Monsieur le président, monsieur le ministre, monsieur le président de la commission, monsieur le rapporteur, mes chers collègues, notre assemblée débute aujourd'hui l'examen de deux projets de loi interdisant le cumul de fonctions exécutives locales avec un mandat de parlementaire national ou européen.

Notre majorité honorera ainsi l'engagement de campagne n° 48 du chef de l'État. Le cumul est une spécificité française, qui concerne aussi bien les parlementaires que les élus locaux, et qui résiste malheureusement aux alternances politiques. Pourtant, je considère qu'il s'agit là d'une tradition néfaste qu'il nous faut enfin corriger.

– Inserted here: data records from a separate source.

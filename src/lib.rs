//! 卡拉 OK 逐字歌词的解析、转换与播放时间轴。
//!
//! 支持 LRC、TRC、QRC、KRC、KSC 五种格式。所有解析器都先把输入转成
//! 带 `<时长>` 逐字标签的规范文本，再统一合并为 [`Lyric`]。
//!
//! ```no_run
//! use karaoke_lyric::{Lyric, LyricFormat};
//!
//! # fn main() -> karaoke_lyric::Result<()> {
//! let bytes = std::fs::read("song.qrc")?;
//! let mut lyric = Lyric::from_bytes(&bytes)?;
//! let position = lyric.advance(12_345.0)?;
//! println!("当前行 {}，当前字 {}", position.line_index, position.word_index);
//! let krc = lyric.generate(LyricFormat::Krc)?;
//! # let _ = krc;
//! # Ok(())
//! # }
//! ```

pub mod des;
pub mod error;
mod generator_utils;
pub mod krc_generator;
pub mod krc_parser;
pub mod ksc_generator;
pub mod ksc_parser;
pub mod logger;
pub mod lrc_generator;
pub mod lrc_parser;
mod lyric;
mod lyrics_merger;
pub mod qrc_codec;
pub mod qrc_generator;
pub mod qrc_parser;
pub mod settings;
mod timeline;
pub mod types;
pub mod utils;

pub use error::{DecodeError, LyricError, Result};
pub use logger::init_logger;
pub use lyric::Lyric;
pub use settings::{AppSettings, LogSettings, ParserSettings};
pub use timeline::{Placement, TimelinePosition};
pub use types::{Line, LyricFormat, MetaValue, Metadata, PlayState, Word};
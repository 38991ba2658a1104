use base64::Engine;
use once_cell::sync::Lazy;
use regex::Regex;

use crate::error::{DecodeError, Result};
use crate::lyric::Lyric;
use crate::settings::ParserSettings;
use crate::types::{MetaValue, Metadata};
use crate::utils::{ZERO_WIDTH_SPACE, format_lrc_time_ms, inflate_zlib, strip_bom, xor_cyclic};

pub(crate) const KRC_HEADER: &[u8; 4] = b"krc1";

/// KRC 解密用的 16 字节循环异或密钥。
pub(crate) const KRC_XOR_KEY: [u8; 16] = [
    0x40, 0x47, 0x61, 0x77, 0x5E, 0x32, 0x74, 0x47, 0x51, 0x36, 0x31, 0x2D, 0xCE, 0xD2, 0x6E, 0x69,
];

static TAG_REGEX: Lazy<Regex> =
    Lazy::new(|| Regex::new(r"(?i)\[([a-z#]+):([^\]]*)\]").expect("未能编译 TAG_REGEX"));
/// 行时间戳 `[开始毫秒,持续毫秒]`
static KRC_LINE_TIME_REGEX: Lazy<Regex> =
    Lazy::new(|| Regex::new(r"\[(\d+),(\d+)\]").expect("未能编译 KRC_LINE_TIME_REGEX"));
/// 音节 `<偏移,时长,类型>文本`
static KRC_SYLLABLE_REGEX: Lazy<Regex> = Lazy::new(|| {
    Regex::new(r"<(\d+),(\d+),(\d+)>([^<>]*)").expect("未能编译 KRC_SYLLABLE_REGEX")
});

/// 去掉文件头、异或、zlib 解压，得到 KRC 明文。
pub fn decrypt_krc(bytes: &[u8]) -> std::result::Result<String, DecodeError> {
    let Some(payload) = bytes.strip_prefix(KRC_HEADER.as_slice()) else {
        return Err(DecodeError::InvalidHeader("缺少 krc1 文件头".to_string()));
    };
    let zipped = xor_cyclic(payload, &KRC_XOR_KEY);
    let plain = String::from_utf8(inflate_zlib(&zipped)?)?;
    Ok(strip_bom(&plain).to_string())
}

/// 解析 KRC 文件。
pub fn parse_krc(bytes: &[u8], settings: &ParserSettings) -> Result<Lyric> {
    let plain = decrypt_krc(bytes)?;
    let mut metadata = Metadata::new();
    let canonical = krc_text_to_canonical(&plain, &mut metadata);
    Ok(Lyric::from_canonical_text(metadata, &canonical, settings))
}

/// KRC 明文改写为规范文本。`language` 标签直接解码写入元数据。
pub(crate) fn krc_text_to_canonical(plain: &str, metadata: &mut Metadata) -> String {
    let mut out = String::new();
    for line in plain.lines() {
        if let Some(caps) = TAG_REGEX.captures(line) {
            if caps[1].eq_ignore_ascii_case("language") {
                match decode_language_tag(&caps[2]) {
                    Ok(value) => metadata.insert("language", MetaValue::Json(value)),
                    Err(e) => log::warn!(target: "[KRC 解析]", "language 标签解码失败: {e}"),
                }
            } else {
                out.push_str(line);
                out.push('\n');
            }
        } else if KRC_LINE_TIME_REGEX.is_match(line) {
            out.push_str(&rewrite_lyric_line(line));
            out.push('\n');
        }
    }
    out
}

fn decode_language_tag(encoded: &str) -> std::result::Result<serde_json::Value, DecodeError> {
    let raw = base64::engine::general_purpose::STANDARD.decode(encoded.trim())?;
    let json = String::from_utf8(raw)?;
    Ok(serde_json::from_str(&json)?)
}

/// `[开始,时长]<偏移,时长,0>字` 改写为 `[mm:ss.fff]<时长>字`，行内其它文本丢弃。
fn rewrite_lyric_line(line: &str) -> String {
    let mut result = String::new();
    for caps in KRC_LINE_TIME_REGEX.captures_iter(line) {
        let start: u64 = caps[1].parse().unwrap_or(0);
        result.push_str(&format_lrc_time_ms(start));
    }
    let rest = KRC_LINE_TIME_REGEX.replace_all(line, "");
    for caps in KRC_SYLLABLE_REGEX.captures_iter(&rest) {
        let text = &caps[4];
        let text = if text == ZERO_WIDTH_SPACE { "" } else { text };
        result.push_str(&format!("<{}>{}", &caps[2], text));
    }
    result
}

Ainsi, nous allons abolir une pratique quasiment aussi vieille que notre République et permettre le renforcement du rôle du Parlement, avec des députés et des sénateurs exclusivement consacrés à leur mandat ainsi qu'à leur mission législative et de contrôle.

Cette réforme marque une nouvelle étape dans la revalorisation du Parlement. En 2008, nos collègues de l'opposition avaient souhaité modifier la Constitution. Ils voulaient notamment moderniser les institutions, en particulier renforcer les pouvoirs du Parlement, en accord avec les recommandations du Comité pour la modernisation des institutions de la Ve République, comité présidé par M. Balladur, et ils avaient raison !

Ce comité affirmait que « le renforcement du Parlement par le biais d'attributions nouvelles et de méthodes de travail mieux adaptées aux exigences de la démocratie n'a de sens que si les membres du Parlement sont mis en mesure d'exercer pleinement la mission que le peuple leur a confiée. ». Il ajoutait : « dans ces conditions, il est apparu au comité qu'afin de donner aux parlementaires la possibilité d'exercer la plénitude des fonctions que leur mandat leur confère, l'on devait s'acheminer vers l'interdiction du cumul des mandats et des fonctions ». M. Sarkozy, pourtant si proche de M. Balladur, comme sa majorité UMP, ont bien vite envoyé aux oubliettes cette proposition…

Pour justifier votre opposition à cette réforme, mesdames et messieurs de l'opposition, vous invoquez régulièrement l'argument selon lequel le cumul des mandats est le garant d'une articulation entre l'échelon local et le niveau national, qui permet aux parlementaires de connaître la réalité du terrain.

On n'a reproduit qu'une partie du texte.